それにビリー・バットソンの話は新たな里親と家庭の話や、自分を捨てた母親を探し続けていたり、学校でのいじめとかの真面目な話が軸なのに、シャザムになると常に陽気な場面が続いて雰囲気が違い、少年の人生とヒーローコメディという違う軸を無理矢理くっつけた感もあった。

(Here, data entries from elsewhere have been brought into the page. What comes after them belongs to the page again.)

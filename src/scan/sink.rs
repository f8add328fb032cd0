//! Result delivery policies.
//!
//! A scan session hands each decoded result to exactly one [`ResultSink`].
//! The sink's answer decides whether the session cools down and keeps
//! scanning or stops for good.

use super::cancel::CancelToken;
use super::handoff::{Cancelled, HandoffSlot};
use crate::capture::SharedCamera;
use crate::decode::DecodedResult;
use serde::{Deserialize, Serialize};
use std::io::Write;
use std::sync::Arc;

/// How decoded results leave the scanner.
#[derive(
    Debug, Clone, Copy, Default, PartialEq, Eq, Hash, Serialize, Deserialize, clap::ValueEnum,
)]
#[serde(rename_all = "kebab-case")]
pub enum DeliveryMode {
    /// Print every detection and keep scanning after a cooldown.
    #[default]
    Continuous,
    /// Print the first detection, release the camera and exit the process.
    ExitOnSuccess,
    /// Hand the first detection to a caller blocked in `read_code`.
    Handoff,
}

impl std::fmt::Display for DeliveryMode {
    fn fmt(&self, f: &mut std::fmt::Formatter<'_>) -> std::fmt::Result {
        let name = match self {
            DeliveryMode::Continuous => "continuous",
            DeliveryMode::ExitOnSuccess => "exit-on-success",
            DeliveryMode::Handoff => "handoff",
        };
        f.write_str(name)
    }
}

/// What the session does after a delivery.
#[derive(Debug, Clone, Copy, PartialEq, Eq)]
pub enum AfterDelivery {
    /// Cool down, then scan again.
    Resume,
    /// Terminate the session.
    Stop,
}

/// Accepts decoded results.
pub trait ResultSink: Send {
    /// Delivers one result.
    ///
    /// May block (handoff back-pressure); returns [`Cancelled`] if the
    /// session ended while waiting.
    fn accept(&mut self, result: DecodedResult) -> Result<AfterDelivery, Cancelled>;
}

/// Writes `<label>: <text>` lines and keeps scanning.
pub struct ConsoleSink {
    label: String,
    out: Box<dyn Write + Send>,
}

impl ConsoleSink {
    /// A sink printing to stdout.
    pub fn new(label: impl Into<String>) -> Self {
        Self::with_writer(label, Box::new(std::io::stdout()))
    }

    /// A sink printing to an arbitrary writer.
    pub fn with_writer(label: impl Into<String>, out: Box<dyn Write + Send>) -> Self {
        Self {
            label: label.into(),
            out,
        }
    }

    fn print(&mut self, result: &DecodedResult) {
        let written = writeln!(self.out, "{}: {}", self.label, result.text())
            .and_then(|()| self.out.flush());
        if let Err(e) = written {
            tracing::warn!(error = %e, "Failed to write decoded result");
        }
    }
}

impl ResultSink for ConsoleSink {
    fn accept(&mut self, result: DecodedResult) -> Result<AfterDelivery, Cancelled> {
        self.print(&result);
        Ok(AfterDelivery::Resume)
    }
}

fn exit_process(code: i32) {
    std::process::exit(code)
}

/// Prints the first result, closes the camera and exits with status 0.
pub struct ExitSink {
    console: ConsoleSink,
    camera: SharedCamera,
    exit: Box<dyn FnMut(i32) + Send>,
}

impl ExitSink {
    /// Exits the process through `std::process::exit`.
    pub fn new(console: ConsoleSink, camera: SharedCamera) -> Self {
        Self::with_exit_hook(console, camera, Box::new(exit_process))
    }

    /// Replaces `std::process::exit` with `exit`.
    pub fn with_exit_hook(
        console: ConsoleSink,
        camera: SharedCamera,
        exit: Box<dyn FnMut(i32) + Send>,
    ) -> Self {
        Self {
            console,
            camera,
            exit,
        }
    }
}

impl ResultSink for ExitSink {
    fn accept(&mut self, result: DecodedResult) -> Result<AfterDelivery, Cancelled> {
        self.console.print(&result);
        self.camera.close();
        tracing::info!("Code delivered, exiting");
        (self.exit)(0);
        Ok(AfterDelivery::Stop)
    }
}

/// Places the first result in a handoff slot for a blocked caller.
///
/// The camera stays open; the consumer closes it after taking the value.
pub struct HandoffSink {
    slot: Arc<HandoffSlot<DecodedResult>>,
    cancel: Option<CancelToken>,
}

impl HandoffSink {
    /// A sink filling `slot`.
    pub fn new(slot: Arc<HandoffSlot<DecodedResult>>) -> Self {
        Self { slot, cancel: None }
    }

    /// Refuses delivery once `cancel` is cancelled, even if the slot is
    /// still open.
    pub fn cancelled_by(mut self, cancel: CancelToken) -> Self {
        self.cancel = Some(cancel);
        self
    }
}

impl ResultSink for HandoffSink {
    fn accept(&mut self, result: DecodedResult) -> Result<AfterDelivery, Cancelled> {
        match &self.cancel {
            Some(cancel) => self.slot.put_unless(result, || cancel.is_cancelled())?,
            None => self.slot.put(result)?,
        }
        Ok(AfterDelivery::Stop)
    }
}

血縁関係の無い家族のビリー・バットソンと血縁関係のある家族のサデウス・シヴァナという対比で家族を描くのは分かるし、ヒーロー対ヴィランという構造が絶対ではあるからだけれど、良い親だから受け入れるべきで、駄目な親だとヤバい奴になる!と言うのも何か薄っぺらさと言うか、説教臭さが出て結構白けてしまった。
共感性としても、わたしもおっさんになるとこの子供のどうしたこうしたとか、青春の悩みとかって全然響かず、むしろサデウス・シヴァナが子供の時の強烈に印象に残った体験や事物を大人になっても追いかけているって、これはほとんどの大人がしている・感じている事だと思えて、初めはサデウス・シヴァナ良かったね!になったし、突然強い力を手に入れると人殺しは駄目だけれど自分を縛っていた物を壊してしまうという危うさの方が共感出来てしまった。
それに強い力に固執したサデウス・シヴァナは、ビリー・バットソンが今後歳を取って自分の老いを感じ始める更年期や老年期に入っても「シャザム」と唱えれば完全無欠のシャザムになってしまう、もしかするとサデウス・シヴァナと変わらない人間になってしまうのでは?と言う将来の危なさを勝手に考えてもしまった。

それにしても魔術師シャザムは無茶苦茶。
何の基準なのか、何人もの人を無理矢理拉致して連れて来させ、お前は純粋ではない!と叩き返すとか、本当に勝手。
しかも、ビリー・バットソンを選んだ基準は純粋とか関係無く、心を開いたからとか、じゃあ今までは何だったんだよ!な勝手な基準。
そもそもサデウス・シヴァナがヴィランになったのも魔術師シャザムのせいだし、拉致する前にまずは下調べをしようよ…なんだけれど。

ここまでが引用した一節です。